* **Dataset records**
======

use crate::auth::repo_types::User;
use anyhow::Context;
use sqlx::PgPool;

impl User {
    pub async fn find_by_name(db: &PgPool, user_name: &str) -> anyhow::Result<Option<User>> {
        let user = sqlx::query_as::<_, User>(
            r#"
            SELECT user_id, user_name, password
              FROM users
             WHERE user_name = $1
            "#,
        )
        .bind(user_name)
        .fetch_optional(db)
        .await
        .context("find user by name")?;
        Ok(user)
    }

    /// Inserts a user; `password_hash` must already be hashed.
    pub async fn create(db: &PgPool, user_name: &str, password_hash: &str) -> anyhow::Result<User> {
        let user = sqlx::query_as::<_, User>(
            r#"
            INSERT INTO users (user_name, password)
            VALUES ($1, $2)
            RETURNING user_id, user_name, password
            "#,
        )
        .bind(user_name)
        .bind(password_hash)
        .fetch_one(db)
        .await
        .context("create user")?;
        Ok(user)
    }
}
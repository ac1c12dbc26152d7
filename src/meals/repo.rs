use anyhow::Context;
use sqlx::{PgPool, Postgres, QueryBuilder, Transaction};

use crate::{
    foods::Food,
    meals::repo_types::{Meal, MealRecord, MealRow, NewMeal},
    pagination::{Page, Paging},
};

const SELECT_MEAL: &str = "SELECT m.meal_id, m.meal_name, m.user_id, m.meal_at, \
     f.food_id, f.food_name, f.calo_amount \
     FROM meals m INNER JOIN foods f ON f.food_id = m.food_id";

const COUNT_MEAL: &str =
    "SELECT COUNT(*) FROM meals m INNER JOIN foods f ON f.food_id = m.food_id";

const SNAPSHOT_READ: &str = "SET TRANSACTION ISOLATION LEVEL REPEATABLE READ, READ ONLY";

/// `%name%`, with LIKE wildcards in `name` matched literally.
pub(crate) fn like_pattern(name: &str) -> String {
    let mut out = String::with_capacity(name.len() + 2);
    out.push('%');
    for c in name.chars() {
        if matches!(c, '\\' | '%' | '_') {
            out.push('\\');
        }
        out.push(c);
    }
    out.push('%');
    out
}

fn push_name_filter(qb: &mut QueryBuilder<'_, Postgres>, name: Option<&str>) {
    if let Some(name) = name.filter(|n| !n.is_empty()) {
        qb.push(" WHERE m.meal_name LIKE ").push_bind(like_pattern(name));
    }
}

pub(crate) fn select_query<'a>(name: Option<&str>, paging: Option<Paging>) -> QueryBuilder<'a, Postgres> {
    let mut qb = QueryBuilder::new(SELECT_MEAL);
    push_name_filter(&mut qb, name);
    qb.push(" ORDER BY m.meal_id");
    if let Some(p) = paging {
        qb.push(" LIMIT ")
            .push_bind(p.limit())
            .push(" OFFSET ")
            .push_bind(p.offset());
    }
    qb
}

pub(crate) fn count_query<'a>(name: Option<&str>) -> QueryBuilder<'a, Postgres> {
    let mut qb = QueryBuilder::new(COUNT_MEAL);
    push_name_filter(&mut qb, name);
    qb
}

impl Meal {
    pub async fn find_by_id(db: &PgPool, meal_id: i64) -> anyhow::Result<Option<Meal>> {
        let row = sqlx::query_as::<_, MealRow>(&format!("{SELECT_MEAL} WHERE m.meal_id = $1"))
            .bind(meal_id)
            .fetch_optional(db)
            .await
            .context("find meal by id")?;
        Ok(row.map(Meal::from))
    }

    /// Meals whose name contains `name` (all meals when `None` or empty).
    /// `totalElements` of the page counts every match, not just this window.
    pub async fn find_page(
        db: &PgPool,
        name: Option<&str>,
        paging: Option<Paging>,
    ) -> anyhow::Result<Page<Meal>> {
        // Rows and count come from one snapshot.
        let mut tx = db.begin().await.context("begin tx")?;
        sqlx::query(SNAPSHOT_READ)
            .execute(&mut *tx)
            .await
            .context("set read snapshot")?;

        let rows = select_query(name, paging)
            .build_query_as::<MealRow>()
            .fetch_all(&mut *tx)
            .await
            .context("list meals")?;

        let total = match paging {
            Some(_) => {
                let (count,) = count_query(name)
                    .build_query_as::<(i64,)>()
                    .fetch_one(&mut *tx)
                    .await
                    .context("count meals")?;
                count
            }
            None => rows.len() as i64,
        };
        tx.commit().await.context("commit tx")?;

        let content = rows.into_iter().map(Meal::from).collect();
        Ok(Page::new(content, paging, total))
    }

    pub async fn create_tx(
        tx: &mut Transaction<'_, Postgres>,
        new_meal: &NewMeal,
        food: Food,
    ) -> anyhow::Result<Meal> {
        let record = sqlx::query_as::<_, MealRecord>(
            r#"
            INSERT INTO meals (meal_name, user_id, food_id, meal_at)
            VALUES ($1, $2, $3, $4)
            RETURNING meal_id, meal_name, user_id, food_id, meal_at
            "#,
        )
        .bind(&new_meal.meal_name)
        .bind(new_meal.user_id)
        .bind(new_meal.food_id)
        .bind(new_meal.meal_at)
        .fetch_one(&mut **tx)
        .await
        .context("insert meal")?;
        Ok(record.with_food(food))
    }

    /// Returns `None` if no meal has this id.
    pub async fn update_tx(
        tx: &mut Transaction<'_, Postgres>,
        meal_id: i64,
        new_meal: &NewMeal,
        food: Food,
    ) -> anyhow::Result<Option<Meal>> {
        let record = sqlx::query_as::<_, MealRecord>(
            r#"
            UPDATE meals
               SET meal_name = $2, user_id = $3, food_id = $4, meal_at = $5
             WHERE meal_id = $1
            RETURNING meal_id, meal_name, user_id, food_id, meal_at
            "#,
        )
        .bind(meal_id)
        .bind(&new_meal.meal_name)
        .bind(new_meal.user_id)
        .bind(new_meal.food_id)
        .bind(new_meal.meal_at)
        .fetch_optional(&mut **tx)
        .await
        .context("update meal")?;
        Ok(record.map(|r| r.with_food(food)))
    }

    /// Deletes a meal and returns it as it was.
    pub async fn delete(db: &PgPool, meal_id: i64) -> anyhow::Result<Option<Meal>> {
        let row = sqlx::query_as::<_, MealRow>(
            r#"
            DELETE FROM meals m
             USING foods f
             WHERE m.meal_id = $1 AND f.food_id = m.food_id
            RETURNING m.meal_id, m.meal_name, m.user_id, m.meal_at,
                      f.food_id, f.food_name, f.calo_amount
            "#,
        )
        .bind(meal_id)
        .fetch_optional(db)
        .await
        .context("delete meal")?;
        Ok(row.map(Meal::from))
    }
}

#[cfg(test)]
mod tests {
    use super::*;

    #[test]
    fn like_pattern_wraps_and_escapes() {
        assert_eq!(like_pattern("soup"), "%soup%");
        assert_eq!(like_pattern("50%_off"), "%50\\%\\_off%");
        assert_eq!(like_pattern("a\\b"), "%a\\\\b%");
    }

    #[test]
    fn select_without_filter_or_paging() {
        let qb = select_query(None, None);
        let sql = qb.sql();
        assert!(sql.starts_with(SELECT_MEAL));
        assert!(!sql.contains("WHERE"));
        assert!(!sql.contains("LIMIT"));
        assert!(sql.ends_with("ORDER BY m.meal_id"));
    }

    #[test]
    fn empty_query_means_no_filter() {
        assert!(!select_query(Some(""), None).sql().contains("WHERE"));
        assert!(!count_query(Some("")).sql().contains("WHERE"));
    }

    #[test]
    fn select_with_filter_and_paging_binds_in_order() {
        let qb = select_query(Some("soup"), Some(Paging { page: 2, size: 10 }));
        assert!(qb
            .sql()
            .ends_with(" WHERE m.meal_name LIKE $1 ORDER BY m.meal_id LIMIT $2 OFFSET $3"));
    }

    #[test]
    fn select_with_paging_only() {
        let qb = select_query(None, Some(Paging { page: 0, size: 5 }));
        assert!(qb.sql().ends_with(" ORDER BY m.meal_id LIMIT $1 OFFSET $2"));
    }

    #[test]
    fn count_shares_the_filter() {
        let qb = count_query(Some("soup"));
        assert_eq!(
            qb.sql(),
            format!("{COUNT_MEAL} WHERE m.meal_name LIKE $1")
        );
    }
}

======

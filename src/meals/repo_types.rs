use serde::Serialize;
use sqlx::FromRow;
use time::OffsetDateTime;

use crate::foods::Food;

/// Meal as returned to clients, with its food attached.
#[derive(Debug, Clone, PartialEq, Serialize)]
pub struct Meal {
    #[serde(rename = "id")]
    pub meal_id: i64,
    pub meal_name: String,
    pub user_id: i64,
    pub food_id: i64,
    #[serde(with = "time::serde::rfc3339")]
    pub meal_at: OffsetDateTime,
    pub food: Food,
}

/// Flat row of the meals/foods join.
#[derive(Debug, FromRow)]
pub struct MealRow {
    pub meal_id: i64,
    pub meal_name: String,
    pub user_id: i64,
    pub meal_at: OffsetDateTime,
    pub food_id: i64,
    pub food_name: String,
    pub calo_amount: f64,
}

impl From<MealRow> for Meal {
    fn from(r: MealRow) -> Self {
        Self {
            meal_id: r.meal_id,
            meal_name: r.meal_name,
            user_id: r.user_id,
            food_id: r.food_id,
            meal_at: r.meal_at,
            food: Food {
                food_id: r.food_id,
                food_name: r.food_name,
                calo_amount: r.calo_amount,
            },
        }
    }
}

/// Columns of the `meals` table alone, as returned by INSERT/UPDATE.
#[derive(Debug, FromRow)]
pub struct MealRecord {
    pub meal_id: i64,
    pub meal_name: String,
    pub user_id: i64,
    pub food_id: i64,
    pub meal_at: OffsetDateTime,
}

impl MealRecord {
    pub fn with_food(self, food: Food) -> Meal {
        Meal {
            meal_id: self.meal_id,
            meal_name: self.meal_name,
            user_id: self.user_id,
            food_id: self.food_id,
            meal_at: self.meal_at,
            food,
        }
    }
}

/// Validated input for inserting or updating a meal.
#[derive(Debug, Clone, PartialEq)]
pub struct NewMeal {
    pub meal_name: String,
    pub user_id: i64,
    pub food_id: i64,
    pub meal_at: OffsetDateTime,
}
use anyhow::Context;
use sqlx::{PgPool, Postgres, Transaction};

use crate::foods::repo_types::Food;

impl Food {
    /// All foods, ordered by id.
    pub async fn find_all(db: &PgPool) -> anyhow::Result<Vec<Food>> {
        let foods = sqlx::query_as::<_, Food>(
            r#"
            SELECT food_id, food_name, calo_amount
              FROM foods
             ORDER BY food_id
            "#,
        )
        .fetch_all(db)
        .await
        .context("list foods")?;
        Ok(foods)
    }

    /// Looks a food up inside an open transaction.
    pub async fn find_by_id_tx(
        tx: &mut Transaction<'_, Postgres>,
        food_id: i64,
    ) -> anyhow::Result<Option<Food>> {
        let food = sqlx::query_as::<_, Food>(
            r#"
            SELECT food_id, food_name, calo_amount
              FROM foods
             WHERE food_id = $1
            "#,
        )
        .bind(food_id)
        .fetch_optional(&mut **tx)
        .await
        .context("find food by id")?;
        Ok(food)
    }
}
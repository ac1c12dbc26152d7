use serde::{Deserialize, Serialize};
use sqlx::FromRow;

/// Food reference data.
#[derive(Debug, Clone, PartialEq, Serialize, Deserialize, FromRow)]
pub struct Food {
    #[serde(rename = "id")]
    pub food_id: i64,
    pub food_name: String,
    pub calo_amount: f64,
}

======

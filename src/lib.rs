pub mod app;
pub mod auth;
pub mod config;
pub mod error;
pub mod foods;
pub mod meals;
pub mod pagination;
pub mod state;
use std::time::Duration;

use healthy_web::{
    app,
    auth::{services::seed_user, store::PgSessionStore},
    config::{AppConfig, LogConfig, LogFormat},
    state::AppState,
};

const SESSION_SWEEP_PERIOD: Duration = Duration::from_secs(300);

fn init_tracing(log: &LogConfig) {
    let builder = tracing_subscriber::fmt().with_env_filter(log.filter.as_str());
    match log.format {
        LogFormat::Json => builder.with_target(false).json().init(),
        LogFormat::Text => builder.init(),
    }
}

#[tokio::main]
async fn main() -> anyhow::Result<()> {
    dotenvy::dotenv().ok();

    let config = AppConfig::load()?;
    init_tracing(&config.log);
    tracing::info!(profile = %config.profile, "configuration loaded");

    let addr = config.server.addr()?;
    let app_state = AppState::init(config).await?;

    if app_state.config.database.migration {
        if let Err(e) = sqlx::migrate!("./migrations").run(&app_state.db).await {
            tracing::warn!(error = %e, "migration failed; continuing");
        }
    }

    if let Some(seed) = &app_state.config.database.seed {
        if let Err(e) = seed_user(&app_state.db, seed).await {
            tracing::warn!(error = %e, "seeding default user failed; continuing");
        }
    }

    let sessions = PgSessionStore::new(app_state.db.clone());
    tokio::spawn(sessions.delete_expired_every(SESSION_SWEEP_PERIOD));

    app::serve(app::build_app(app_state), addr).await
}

======

* **Activity**
Your answer should be the lines above, from the line containing "DELETE FROM meals m" up to and including the line containing "#[cfg(test)]", reproduced exactly and with nothing else.

* **Solution to this problem**
            DELETE FROM meals m
             USING foods f
             WHERE m.meal_id = $1 AND f.food_id = m.food_id
            RETURNING m.meal_id, m.meal_name, m.user_id, m.meal_at,
                      f.food_id, f.food_name, f.calo_amount
            "#,
        )
        .bind(meal_id)
        .fetch_optional(db)
        .await
        .context("delete meal")?;
        Ok(row.map(Meal::from))
    }
}

#[cfg(test)]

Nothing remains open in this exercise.